Exercise objective: Copy the lines exactly as they appear, starting with the first line of the records and ending with the line that contains "Database ready at".

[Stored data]

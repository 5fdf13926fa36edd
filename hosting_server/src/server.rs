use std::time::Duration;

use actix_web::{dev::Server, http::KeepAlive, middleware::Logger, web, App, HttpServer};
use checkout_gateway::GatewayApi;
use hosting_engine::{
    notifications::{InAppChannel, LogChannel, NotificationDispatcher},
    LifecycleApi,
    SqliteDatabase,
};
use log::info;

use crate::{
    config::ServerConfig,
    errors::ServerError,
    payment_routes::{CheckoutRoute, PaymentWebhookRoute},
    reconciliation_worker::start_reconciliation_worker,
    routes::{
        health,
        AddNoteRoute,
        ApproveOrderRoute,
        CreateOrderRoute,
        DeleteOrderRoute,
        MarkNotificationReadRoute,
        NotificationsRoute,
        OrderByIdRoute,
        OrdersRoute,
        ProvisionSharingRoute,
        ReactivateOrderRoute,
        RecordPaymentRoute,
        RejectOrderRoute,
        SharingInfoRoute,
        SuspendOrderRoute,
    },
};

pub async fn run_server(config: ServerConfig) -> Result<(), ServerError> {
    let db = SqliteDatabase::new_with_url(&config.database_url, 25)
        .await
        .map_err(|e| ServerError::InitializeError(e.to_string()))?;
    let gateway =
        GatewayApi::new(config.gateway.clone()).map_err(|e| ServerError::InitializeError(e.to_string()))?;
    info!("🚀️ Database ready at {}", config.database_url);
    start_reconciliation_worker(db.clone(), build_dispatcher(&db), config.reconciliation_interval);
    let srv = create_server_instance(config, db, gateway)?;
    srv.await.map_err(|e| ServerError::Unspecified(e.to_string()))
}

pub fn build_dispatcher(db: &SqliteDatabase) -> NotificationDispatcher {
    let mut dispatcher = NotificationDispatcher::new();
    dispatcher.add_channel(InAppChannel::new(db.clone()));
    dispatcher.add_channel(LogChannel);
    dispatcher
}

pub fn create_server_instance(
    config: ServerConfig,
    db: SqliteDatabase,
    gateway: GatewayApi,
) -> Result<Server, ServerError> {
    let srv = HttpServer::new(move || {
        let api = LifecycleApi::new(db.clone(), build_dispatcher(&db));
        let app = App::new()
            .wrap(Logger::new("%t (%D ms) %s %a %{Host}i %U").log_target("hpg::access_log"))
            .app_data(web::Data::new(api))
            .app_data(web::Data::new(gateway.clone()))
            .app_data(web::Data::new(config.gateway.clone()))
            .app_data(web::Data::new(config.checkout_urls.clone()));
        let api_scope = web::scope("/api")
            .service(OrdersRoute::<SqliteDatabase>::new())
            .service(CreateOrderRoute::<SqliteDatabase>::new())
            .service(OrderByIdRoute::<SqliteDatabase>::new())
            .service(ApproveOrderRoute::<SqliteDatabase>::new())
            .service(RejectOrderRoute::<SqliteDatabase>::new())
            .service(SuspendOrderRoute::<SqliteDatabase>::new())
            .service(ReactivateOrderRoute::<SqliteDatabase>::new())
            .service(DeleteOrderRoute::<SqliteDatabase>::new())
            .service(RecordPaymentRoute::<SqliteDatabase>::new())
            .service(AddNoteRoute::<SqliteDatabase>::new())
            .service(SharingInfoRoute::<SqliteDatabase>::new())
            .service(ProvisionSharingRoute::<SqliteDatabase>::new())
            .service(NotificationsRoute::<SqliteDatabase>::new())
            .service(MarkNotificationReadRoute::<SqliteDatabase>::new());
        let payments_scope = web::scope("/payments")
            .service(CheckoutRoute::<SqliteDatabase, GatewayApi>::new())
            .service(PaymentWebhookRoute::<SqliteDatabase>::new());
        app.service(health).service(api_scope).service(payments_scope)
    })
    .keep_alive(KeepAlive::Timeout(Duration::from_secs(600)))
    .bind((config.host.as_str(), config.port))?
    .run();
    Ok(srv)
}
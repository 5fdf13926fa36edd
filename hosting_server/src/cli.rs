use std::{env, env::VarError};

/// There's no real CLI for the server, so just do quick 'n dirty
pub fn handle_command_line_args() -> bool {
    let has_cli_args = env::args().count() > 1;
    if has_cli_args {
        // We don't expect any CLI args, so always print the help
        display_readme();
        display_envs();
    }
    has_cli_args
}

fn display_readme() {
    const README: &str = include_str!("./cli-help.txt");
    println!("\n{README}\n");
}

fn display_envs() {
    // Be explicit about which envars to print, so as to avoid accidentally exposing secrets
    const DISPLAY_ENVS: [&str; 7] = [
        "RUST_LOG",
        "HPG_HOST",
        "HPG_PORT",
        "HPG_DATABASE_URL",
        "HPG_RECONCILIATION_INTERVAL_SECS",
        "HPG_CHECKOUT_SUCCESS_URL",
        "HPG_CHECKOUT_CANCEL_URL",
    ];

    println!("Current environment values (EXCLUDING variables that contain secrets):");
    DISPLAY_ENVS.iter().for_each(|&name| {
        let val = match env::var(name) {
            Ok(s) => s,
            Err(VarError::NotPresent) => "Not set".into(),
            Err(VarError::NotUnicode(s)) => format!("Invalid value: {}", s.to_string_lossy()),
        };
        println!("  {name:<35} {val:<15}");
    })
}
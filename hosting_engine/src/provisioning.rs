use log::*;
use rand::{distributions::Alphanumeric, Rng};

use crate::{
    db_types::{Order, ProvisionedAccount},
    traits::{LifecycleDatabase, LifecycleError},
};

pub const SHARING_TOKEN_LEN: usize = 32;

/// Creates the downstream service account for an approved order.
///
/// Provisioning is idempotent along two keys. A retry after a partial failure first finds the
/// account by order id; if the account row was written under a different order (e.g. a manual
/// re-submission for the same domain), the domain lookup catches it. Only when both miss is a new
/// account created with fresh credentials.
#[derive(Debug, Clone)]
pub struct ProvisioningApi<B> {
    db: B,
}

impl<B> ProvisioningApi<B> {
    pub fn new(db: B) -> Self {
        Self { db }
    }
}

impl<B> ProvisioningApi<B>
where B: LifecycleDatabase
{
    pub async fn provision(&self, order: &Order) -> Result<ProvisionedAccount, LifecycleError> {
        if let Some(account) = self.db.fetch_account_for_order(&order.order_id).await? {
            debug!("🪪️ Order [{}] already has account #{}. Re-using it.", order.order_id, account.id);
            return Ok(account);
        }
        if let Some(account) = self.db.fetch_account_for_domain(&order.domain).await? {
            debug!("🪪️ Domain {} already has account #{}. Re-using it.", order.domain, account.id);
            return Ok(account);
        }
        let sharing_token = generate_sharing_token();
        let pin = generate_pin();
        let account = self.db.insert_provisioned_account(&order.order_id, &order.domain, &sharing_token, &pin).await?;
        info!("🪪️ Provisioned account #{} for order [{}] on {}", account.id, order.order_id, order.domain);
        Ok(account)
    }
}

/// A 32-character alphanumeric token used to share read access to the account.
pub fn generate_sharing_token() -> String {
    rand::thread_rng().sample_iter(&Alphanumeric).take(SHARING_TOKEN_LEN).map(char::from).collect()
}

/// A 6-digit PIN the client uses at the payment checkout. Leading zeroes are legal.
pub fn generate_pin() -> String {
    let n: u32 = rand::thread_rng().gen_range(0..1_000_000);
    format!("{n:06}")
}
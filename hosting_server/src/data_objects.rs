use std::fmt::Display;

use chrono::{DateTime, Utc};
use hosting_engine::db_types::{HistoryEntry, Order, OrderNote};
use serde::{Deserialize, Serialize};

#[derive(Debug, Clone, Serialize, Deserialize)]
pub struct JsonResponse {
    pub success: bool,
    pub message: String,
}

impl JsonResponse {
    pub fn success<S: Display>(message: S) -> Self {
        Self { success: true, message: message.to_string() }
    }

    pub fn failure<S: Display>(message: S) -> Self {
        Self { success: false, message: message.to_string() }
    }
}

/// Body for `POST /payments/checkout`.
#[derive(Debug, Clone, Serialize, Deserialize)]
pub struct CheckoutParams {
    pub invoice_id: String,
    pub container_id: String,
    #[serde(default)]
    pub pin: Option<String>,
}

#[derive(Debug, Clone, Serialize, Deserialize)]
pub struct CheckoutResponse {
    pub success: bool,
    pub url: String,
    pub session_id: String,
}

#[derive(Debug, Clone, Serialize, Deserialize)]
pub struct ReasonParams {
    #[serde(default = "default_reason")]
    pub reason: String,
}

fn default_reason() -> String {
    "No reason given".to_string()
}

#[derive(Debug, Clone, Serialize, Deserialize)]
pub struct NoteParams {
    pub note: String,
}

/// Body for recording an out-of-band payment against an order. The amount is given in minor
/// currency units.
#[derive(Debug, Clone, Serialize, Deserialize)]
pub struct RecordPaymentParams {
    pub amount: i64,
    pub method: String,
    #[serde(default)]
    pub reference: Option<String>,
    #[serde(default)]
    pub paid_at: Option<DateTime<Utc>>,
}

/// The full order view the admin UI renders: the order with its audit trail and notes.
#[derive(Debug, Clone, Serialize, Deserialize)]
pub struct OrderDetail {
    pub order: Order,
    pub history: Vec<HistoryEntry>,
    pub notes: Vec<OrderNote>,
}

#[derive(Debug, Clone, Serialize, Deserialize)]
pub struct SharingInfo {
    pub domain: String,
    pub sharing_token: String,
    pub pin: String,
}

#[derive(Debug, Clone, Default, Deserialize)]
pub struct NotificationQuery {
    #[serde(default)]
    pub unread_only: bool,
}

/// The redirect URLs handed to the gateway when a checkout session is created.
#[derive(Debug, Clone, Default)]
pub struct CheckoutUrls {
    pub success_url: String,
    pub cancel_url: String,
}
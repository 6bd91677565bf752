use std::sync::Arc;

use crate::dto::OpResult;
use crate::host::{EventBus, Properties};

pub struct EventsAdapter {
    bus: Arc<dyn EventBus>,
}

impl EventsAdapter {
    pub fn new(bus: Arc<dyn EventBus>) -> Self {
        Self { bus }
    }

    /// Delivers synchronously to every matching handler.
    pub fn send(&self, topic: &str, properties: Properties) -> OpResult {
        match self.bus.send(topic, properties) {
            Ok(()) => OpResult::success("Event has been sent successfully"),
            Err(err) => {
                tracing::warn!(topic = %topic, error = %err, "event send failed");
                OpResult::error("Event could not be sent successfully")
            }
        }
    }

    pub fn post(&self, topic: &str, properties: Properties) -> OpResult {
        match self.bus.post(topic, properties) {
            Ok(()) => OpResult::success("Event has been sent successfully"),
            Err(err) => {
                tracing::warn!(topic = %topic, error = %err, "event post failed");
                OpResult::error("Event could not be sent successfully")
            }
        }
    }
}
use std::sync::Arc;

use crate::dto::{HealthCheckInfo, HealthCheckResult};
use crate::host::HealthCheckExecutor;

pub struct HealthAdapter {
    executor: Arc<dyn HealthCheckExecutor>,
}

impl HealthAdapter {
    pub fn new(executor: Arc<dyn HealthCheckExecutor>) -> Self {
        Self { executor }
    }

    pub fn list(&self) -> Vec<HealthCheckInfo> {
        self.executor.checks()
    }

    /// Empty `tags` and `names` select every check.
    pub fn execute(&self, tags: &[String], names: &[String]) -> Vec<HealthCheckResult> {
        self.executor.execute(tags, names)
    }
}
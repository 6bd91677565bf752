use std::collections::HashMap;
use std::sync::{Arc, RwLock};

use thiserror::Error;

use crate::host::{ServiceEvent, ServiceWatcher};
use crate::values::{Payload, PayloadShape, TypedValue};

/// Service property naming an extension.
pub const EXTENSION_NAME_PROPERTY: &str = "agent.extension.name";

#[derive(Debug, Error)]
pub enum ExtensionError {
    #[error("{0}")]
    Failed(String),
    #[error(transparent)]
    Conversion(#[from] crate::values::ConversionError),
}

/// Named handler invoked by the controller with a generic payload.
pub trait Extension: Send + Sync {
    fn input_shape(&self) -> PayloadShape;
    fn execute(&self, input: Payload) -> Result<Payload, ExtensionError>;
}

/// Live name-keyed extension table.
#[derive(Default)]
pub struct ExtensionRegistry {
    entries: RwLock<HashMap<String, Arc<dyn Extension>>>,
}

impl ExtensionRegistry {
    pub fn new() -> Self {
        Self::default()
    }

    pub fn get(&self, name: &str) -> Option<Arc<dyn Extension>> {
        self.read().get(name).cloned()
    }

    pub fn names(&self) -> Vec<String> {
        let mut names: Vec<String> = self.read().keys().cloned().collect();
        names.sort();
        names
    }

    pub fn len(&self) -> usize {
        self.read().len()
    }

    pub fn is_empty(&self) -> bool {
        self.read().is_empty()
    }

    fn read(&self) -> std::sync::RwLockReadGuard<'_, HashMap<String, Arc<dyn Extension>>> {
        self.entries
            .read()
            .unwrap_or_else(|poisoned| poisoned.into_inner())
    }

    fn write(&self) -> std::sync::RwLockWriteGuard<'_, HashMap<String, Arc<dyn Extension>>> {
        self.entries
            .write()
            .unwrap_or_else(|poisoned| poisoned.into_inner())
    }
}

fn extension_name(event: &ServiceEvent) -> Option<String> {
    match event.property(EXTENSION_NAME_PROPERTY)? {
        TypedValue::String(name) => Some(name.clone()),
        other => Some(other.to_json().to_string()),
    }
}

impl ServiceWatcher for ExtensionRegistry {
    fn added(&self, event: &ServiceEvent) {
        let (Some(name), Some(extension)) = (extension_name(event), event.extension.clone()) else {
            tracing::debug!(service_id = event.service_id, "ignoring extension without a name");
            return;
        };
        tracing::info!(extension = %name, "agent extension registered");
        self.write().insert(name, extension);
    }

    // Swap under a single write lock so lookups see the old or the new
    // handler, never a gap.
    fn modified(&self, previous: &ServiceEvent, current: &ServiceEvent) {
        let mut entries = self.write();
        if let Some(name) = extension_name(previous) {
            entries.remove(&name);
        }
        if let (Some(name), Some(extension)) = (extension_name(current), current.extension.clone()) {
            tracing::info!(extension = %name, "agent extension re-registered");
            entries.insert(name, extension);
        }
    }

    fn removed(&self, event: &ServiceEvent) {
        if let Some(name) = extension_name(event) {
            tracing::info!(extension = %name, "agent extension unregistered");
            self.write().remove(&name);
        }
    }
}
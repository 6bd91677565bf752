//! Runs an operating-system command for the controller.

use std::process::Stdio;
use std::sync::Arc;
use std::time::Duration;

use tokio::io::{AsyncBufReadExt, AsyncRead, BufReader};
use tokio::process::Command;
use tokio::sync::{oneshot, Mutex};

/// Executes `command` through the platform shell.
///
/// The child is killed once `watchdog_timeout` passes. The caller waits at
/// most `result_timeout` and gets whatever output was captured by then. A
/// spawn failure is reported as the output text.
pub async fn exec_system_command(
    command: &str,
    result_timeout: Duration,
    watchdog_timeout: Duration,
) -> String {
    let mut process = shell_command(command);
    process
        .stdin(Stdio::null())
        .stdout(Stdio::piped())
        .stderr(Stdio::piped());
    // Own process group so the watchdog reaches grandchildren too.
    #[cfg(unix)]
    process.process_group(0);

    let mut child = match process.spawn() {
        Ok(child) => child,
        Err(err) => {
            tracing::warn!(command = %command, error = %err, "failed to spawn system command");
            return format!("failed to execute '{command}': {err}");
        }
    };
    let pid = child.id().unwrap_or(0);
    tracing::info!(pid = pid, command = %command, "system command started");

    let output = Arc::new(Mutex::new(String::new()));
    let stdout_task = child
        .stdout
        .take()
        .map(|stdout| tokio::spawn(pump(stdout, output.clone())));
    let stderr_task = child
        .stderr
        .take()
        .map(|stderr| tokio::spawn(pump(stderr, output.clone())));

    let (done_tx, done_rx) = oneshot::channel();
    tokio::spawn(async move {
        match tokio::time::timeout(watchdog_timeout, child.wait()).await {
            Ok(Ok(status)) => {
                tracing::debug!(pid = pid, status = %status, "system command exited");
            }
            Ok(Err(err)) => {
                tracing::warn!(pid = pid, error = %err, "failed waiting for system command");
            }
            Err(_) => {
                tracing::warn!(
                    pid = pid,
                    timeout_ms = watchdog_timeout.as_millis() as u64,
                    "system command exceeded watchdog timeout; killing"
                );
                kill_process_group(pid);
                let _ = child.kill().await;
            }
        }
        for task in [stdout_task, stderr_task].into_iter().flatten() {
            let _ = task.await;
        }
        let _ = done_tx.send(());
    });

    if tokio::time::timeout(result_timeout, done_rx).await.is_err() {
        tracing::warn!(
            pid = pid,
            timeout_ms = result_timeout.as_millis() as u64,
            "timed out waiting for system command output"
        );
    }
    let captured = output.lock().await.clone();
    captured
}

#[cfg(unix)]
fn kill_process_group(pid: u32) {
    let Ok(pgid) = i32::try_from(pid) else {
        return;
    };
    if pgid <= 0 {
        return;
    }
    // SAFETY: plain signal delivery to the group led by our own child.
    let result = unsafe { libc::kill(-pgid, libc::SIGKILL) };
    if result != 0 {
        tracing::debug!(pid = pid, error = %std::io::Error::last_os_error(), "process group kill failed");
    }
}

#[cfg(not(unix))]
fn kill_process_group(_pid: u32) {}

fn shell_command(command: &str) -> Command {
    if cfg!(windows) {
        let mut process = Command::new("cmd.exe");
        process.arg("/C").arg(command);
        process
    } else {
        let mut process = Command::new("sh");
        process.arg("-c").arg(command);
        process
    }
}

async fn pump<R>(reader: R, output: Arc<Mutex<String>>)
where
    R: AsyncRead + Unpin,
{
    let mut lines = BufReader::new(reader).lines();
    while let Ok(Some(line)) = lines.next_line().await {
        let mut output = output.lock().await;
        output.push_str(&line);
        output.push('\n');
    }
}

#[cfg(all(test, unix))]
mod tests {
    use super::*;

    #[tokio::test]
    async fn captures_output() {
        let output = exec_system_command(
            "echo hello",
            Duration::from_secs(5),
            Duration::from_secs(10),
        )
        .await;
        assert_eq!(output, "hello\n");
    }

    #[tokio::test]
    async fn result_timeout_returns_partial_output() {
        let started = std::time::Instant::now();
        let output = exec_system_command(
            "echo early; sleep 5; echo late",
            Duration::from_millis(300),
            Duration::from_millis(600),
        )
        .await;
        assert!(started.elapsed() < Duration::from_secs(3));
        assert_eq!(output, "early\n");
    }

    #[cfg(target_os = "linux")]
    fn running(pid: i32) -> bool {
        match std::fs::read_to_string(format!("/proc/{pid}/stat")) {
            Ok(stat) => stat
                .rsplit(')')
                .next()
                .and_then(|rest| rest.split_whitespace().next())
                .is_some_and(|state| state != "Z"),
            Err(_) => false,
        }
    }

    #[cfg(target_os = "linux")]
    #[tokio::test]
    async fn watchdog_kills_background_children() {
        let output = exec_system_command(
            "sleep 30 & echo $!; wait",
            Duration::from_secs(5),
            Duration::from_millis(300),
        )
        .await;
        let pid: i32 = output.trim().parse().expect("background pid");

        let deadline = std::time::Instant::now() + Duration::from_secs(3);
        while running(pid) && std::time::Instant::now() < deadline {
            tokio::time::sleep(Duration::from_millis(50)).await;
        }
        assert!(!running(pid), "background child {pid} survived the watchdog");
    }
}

Solution for this exercise:
repository 5fdf13926fa36edd
filename hosting_server/src/server.rs
use std::time::Duration;

use actix_web::{dev::Server, http::KeepAlive, middleware::Logger, web, App, HttpServer};
use checkout_gateway::GatewayApi;
use hosting_engine::{
    notifications::{InAppChannel, LogChannel, NotificationDispatcher},
    LifecycleApi,
    SqliteDatabase,
};
use log::info;

use crate::{
    config::ServerConfig,
    errors::ServerError,
    payment_routes::{CheckoutRoute, PaymentWebhookRoute},
    reconciliation_worker::start_reconciliation_worker,
    routes::{
        health,
        AddNoteRoute,
        ApproveOrderRoute,
        CreateOrderRoute,
        DeleteOrderRoute,
        MarkNotificationReadRoute,
        NotificationsRoute,
        OrderByIdRoute,
        OrdersRoute,
        ProvisionSharingRoute,
        ReactivateOrderRoute,
        RecordPaymentRoute,
        RejectOrderRoute,
        SharingInfoRoute,
        SuspendOrderRoute,
    },
};

pub async fn run_server(config: ServerConfig) -> Result<(), ServerError> {
    let db = SqliteDatabase::new_with_url(&config.database_url, 25)
        .await
        .map_err(|e| ServerError::InitializeError(e.to_string()))?;
    let gateway =
        GatewayApi::new(config.gateway.clone()).map_err(|e| ServerError::InitializeError(e.to_string()))?;
    info!("🚀️ Database ready at {}", config.database_url);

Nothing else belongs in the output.